*** Opening of Records to process ***

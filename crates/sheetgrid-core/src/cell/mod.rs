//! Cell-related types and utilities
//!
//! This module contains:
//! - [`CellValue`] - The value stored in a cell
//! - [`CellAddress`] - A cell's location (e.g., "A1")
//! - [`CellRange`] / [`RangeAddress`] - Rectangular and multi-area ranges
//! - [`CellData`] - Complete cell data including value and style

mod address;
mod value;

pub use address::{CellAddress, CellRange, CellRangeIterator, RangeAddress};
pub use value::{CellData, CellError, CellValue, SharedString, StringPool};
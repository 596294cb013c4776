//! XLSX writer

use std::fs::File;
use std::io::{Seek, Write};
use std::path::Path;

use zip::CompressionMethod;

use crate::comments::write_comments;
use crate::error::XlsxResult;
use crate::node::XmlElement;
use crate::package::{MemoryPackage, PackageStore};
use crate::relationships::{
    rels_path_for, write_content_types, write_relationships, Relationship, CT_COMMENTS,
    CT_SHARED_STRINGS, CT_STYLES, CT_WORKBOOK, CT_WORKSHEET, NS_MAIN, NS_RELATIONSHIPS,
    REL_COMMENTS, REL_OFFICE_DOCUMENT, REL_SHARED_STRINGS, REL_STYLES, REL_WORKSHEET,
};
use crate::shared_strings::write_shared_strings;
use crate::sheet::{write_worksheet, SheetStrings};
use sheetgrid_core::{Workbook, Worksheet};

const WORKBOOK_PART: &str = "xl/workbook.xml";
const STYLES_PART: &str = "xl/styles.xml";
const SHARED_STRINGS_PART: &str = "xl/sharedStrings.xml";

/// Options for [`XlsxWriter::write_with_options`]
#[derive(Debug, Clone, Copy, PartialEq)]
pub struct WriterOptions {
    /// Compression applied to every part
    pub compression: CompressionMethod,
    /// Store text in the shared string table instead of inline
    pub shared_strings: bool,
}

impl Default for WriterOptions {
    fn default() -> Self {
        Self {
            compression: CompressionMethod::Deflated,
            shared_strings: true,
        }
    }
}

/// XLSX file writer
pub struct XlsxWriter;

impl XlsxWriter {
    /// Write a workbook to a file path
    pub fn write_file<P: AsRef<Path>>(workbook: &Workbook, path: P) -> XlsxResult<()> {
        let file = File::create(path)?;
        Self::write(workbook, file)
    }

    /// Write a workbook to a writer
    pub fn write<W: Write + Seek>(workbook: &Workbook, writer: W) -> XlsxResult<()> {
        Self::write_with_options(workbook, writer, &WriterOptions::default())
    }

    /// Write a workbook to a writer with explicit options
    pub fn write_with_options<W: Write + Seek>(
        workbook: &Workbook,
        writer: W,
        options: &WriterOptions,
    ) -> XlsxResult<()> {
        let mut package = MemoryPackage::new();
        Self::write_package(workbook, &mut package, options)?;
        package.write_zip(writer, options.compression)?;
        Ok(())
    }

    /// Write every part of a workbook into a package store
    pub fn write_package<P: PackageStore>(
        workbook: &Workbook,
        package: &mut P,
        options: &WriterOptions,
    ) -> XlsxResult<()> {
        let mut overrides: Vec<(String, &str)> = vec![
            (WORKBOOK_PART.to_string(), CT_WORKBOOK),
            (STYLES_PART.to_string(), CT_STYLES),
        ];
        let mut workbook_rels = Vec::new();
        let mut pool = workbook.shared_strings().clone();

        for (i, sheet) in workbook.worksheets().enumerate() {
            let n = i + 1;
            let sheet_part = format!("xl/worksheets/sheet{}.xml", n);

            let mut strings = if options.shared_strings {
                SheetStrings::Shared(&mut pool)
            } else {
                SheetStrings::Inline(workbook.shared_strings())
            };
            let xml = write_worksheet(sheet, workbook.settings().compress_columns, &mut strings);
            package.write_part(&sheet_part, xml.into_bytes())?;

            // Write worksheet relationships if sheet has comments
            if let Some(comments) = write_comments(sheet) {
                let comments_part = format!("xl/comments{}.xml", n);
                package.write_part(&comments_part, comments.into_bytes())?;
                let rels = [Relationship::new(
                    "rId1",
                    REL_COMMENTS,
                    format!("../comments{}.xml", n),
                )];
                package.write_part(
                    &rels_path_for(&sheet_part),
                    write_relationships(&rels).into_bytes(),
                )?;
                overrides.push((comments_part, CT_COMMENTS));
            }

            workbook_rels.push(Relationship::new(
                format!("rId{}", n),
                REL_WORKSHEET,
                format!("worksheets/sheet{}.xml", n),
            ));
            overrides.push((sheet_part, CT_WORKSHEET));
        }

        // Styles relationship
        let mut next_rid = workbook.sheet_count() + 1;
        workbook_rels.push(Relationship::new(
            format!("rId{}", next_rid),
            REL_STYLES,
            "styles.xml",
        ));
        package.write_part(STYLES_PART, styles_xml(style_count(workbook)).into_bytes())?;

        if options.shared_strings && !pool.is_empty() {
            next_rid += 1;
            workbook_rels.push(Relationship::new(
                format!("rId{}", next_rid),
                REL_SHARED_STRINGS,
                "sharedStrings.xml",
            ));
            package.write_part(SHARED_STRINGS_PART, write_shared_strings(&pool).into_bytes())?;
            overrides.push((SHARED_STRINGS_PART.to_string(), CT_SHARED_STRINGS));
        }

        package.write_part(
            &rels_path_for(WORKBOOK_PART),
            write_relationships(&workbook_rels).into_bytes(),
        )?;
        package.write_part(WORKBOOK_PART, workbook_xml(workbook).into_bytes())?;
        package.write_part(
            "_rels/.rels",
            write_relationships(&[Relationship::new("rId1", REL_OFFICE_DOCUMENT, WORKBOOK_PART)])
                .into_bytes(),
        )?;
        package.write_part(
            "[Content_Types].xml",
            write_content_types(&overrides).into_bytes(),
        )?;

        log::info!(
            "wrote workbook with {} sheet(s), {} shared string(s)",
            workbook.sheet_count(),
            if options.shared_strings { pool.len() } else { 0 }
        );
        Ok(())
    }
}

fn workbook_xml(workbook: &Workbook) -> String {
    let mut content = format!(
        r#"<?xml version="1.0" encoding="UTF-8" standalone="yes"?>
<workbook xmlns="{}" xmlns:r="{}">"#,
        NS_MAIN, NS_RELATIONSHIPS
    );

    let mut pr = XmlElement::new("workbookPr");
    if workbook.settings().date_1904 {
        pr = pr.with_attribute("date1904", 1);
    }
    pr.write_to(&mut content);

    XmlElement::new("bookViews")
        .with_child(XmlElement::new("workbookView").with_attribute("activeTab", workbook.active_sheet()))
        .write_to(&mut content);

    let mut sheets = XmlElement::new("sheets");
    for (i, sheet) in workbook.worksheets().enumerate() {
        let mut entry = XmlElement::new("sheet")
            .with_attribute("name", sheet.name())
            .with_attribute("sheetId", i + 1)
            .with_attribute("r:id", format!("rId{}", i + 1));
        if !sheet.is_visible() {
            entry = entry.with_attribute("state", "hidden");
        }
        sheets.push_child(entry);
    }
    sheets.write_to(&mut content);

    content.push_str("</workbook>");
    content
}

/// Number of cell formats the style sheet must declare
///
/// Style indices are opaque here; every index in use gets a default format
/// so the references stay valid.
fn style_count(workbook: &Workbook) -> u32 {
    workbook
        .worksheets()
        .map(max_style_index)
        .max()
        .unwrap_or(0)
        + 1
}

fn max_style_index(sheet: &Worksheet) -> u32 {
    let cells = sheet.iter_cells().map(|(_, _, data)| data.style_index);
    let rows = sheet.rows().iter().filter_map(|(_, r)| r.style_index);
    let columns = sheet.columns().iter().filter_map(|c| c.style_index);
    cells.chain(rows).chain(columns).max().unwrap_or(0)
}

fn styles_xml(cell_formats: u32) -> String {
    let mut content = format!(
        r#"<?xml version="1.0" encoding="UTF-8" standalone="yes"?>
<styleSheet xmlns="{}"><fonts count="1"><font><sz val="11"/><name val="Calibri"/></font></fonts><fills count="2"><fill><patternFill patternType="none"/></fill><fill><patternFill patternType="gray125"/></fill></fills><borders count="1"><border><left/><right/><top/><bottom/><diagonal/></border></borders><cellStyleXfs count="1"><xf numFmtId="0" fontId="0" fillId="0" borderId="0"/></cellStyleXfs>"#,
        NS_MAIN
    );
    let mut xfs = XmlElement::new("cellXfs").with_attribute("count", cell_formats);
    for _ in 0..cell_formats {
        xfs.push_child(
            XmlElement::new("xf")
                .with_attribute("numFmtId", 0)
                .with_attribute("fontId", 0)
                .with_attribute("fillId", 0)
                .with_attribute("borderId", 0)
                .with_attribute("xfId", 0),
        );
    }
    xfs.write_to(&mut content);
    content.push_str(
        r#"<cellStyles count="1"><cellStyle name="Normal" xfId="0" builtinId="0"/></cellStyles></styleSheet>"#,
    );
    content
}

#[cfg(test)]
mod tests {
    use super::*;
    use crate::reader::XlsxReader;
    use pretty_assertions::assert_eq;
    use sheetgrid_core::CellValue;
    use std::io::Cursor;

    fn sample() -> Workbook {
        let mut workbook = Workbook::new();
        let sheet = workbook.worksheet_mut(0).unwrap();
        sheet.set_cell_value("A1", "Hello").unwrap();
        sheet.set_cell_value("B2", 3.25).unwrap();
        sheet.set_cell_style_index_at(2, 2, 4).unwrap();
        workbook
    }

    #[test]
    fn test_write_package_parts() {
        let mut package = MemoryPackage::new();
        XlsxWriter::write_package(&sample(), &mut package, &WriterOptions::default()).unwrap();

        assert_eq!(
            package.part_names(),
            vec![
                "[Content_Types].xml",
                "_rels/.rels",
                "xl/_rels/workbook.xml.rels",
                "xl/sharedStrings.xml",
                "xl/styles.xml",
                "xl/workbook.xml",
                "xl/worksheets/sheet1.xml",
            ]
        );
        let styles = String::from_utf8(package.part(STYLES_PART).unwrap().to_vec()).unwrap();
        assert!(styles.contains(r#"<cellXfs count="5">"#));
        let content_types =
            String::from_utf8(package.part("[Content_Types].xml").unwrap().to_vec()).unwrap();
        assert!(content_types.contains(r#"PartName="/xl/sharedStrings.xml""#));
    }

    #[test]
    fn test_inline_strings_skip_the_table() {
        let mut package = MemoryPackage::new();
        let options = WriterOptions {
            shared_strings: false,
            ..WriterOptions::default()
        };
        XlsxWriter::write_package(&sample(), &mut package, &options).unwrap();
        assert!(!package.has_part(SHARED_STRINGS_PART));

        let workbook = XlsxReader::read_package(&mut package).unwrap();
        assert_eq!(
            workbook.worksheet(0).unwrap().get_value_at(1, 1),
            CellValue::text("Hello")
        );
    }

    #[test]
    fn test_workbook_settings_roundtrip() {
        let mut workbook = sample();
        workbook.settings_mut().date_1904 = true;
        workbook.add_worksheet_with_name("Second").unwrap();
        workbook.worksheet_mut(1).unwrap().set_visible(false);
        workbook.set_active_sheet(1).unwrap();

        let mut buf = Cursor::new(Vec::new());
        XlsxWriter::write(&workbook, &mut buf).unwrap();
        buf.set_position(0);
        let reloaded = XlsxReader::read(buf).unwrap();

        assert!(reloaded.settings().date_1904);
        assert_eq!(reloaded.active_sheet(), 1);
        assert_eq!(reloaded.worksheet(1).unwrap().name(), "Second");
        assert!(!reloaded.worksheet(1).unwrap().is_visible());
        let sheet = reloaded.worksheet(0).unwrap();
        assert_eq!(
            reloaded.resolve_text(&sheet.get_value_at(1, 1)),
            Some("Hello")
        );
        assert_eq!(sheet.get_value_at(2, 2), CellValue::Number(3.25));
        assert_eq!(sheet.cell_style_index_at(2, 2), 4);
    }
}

*** Close of Records to process ***
*** Opening of Records to process ***

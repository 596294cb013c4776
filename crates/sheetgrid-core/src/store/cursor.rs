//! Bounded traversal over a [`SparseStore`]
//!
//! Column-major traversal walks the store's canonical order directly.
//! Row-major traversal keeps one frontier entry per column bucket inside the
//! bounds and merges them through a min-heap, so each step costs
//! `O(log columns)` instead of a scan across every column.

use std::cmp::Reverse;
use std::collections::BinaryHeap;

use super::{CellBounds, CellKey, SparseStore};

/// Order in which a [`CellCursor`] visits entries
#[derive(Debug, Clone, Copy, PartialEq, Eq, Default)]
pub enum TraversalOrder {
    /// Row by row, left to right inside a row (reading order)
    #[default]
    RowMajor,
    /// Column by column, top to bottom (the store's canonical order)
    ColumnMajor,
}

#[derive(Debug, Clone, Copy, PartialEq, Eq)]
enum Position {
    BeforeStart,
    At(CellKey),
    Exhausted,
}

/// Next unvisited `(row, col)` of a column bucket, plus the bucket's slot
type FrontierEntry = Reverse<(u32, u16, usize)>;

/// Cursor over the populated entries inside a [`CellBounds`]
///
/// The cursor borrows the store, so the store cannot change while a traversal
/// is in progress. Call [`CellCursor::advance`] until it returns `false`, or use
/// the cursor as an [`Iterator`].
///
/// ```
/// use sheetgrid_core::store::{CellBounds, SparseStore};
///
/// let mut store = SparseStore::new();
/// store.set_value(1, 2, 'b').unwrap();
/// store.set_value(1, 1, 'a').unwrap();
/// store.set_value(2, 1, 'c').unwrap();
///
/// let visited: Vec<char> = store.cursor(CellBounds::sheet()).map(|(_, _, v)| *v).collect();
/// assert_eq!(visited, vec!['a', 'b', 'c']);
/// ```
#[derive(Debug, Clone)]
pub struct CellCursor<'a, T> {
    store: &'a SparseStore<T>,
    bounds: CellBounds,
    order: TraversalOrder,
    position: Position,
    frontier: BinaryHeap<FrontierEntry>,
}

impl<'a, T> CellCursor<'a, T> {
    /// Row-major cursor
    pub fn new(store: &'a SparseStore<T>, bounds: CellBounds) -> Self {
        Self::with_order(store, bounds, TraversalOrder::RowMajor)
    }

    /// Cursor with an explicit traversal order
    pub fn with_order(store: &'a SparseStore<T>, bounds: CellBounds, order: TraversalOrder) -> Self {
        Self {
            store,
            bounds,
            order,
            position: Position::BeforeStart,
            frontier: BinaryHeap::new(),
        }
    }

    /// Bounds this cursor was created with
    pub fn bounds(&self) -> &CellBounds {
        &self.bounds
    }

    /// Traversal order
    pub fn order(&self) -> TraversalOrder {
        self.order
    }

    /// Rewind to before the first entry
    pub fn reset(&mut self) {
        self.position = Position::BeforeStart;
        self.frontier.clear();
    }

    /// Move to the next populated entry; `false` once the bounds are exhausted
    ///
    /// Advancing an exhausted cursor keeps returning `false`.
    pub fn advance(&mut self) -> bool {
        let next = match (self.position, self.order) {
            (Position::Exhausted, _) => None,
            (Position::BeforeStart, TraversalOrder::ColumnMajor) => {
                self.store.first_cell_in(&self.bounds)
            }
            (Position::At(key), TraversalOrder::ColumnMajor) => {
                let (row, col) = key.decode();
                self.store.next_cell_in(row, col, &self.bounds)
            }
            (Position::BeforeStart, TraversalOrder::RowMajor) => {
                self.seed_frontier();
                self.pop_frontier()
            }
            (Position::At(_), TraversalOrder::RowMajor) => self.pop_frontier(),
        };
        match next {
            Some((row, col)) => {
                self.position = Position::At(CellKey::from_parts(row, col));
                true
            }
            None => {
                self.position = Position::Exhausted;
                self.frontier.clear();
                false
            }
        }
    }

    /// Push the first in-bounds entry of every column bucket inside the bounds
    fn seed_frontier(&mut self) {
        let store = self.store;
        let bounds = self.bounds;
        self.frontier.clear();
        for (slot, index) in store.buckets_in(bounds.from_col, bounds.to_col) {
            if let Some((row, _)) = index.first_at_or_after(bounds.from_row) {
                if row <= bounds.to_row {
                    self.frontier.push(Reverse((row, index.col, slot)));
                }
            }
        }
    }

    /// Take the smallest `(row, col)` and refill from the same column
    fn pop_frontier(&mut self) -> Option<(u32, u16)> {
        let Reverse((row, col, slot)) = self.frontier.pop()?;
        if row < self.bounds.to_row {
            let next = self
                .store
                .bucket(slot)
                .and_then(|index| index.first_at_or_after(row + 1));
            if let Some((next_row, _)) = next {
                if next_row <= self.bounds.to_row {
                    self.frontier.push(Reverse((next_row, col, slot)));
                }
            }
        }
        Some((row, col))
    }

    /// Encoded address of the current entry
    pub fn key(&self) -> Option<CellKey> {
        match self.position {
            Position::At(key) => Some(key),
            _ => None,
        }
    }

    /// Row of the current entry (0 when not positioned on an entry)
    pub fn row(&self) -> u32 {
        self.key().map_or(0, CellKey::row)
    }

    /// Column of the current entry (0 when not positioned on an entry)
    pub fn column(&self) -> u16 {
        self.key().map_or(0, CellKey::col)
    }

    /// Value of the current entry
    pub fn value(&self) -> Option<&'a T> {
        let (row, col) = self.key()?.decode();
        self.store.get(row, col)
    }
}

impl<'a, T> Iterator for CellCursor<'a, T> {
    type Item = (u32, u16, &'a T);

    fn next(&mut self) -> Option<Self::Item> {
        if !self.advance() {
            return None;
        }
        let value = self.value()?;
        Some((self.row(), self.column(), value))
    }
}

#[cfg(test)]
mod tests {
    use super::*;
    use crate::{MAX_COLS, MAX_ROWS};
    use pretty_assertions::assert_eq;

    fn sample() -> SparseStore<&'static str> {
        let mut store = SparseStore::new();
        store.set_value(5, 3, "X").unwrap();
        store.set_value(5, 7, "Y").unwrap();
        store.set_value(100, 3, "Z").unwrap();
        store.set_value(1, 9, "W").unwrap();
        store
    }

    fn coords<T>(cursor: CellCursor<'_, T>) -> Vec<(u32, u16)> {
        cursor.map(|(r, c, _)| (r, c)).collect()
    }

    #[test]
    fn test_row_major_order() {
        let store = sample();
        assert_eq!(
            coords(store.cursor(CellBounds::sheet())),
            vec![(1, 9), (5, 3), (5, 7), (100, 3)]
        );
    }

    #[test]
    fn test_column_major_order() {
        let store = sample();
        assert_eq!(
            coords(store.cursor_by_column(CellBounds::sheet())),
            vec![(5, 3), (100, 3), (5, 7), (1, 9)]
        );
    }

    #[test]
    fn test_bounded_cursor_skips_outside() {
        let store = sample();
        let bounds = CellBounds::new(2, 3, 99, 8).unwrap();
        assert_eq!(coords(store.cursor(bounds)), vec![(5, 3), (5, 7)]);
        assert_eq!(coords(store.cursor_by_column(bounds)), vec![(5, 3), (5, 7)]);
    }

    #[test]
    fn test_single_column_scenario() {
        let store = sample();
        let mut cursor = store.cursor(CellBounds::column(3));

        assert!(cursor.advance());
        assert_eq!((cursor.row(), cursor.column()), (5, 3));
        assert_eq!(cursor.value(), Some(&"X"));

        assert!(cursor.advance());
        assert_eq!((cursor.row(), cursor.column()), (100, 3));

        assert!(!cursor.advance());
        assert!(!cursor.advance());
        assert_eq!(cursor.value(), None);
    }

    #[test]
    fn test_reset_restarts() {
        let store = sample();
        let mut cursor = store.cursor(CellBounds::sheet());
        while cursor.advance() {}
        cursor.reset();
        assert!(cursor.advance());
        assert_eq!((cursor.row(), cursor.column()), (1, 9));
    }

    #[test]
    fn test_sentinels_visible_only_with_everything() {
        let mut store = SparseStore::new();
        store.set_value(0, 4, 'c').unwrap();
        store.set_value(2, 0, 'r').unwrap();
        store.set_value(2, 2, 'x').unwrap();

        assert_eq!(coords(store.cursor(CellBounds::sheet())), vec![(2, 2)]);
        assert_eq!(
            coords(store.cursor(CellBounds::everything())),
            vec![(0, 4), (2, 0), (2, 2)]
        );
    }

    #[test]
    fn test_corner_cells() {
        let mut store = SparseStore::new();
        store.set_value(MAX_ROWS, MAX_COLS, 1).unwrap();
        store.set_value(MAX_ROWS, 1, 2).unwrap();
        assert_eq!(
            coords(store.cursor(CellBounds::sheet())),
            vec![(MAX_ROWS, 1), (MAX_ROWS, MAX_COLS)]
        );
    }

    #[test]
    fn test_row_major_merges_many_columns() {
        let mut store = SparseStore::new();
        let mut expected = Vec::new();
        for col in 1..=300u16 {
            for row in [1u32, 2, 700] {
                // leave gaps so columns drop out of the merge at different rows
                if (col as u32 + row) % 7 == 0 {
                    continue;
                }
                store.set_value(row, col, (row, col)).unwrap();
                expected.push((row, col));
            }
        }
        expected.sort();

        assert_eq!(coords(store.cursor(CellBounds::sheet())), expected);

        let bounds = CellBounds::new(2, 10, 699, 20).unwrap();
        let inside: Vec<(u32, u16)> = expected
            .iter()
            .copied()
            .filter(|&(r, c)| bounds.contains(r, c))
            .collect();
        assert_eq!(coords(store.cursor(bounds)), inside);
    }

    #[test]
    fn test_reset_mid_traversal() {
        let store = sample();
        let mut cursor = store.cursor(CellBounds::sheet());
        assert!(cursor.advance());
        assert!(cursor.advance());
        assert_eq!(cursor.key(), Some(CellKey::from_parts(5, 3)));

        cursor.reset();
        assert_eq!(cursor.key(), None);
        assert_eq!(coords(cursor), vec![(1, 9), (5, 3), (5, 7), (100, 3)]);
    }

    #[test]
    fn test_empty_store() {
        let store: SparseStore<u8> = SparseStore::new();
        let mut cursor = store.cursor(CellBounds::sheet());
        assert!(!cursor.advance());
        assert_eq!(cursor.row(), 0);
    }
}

*** Close of Records to process ***

▸ The task
Read the records above. Show each line that has the string "CellAddress".

▸ Answer area
//! - [`CellAddress`] - A cell's location (e.g., "A1")
pub use address::{CellAddress, CellRange, CellRangeIterator, RangeAddress};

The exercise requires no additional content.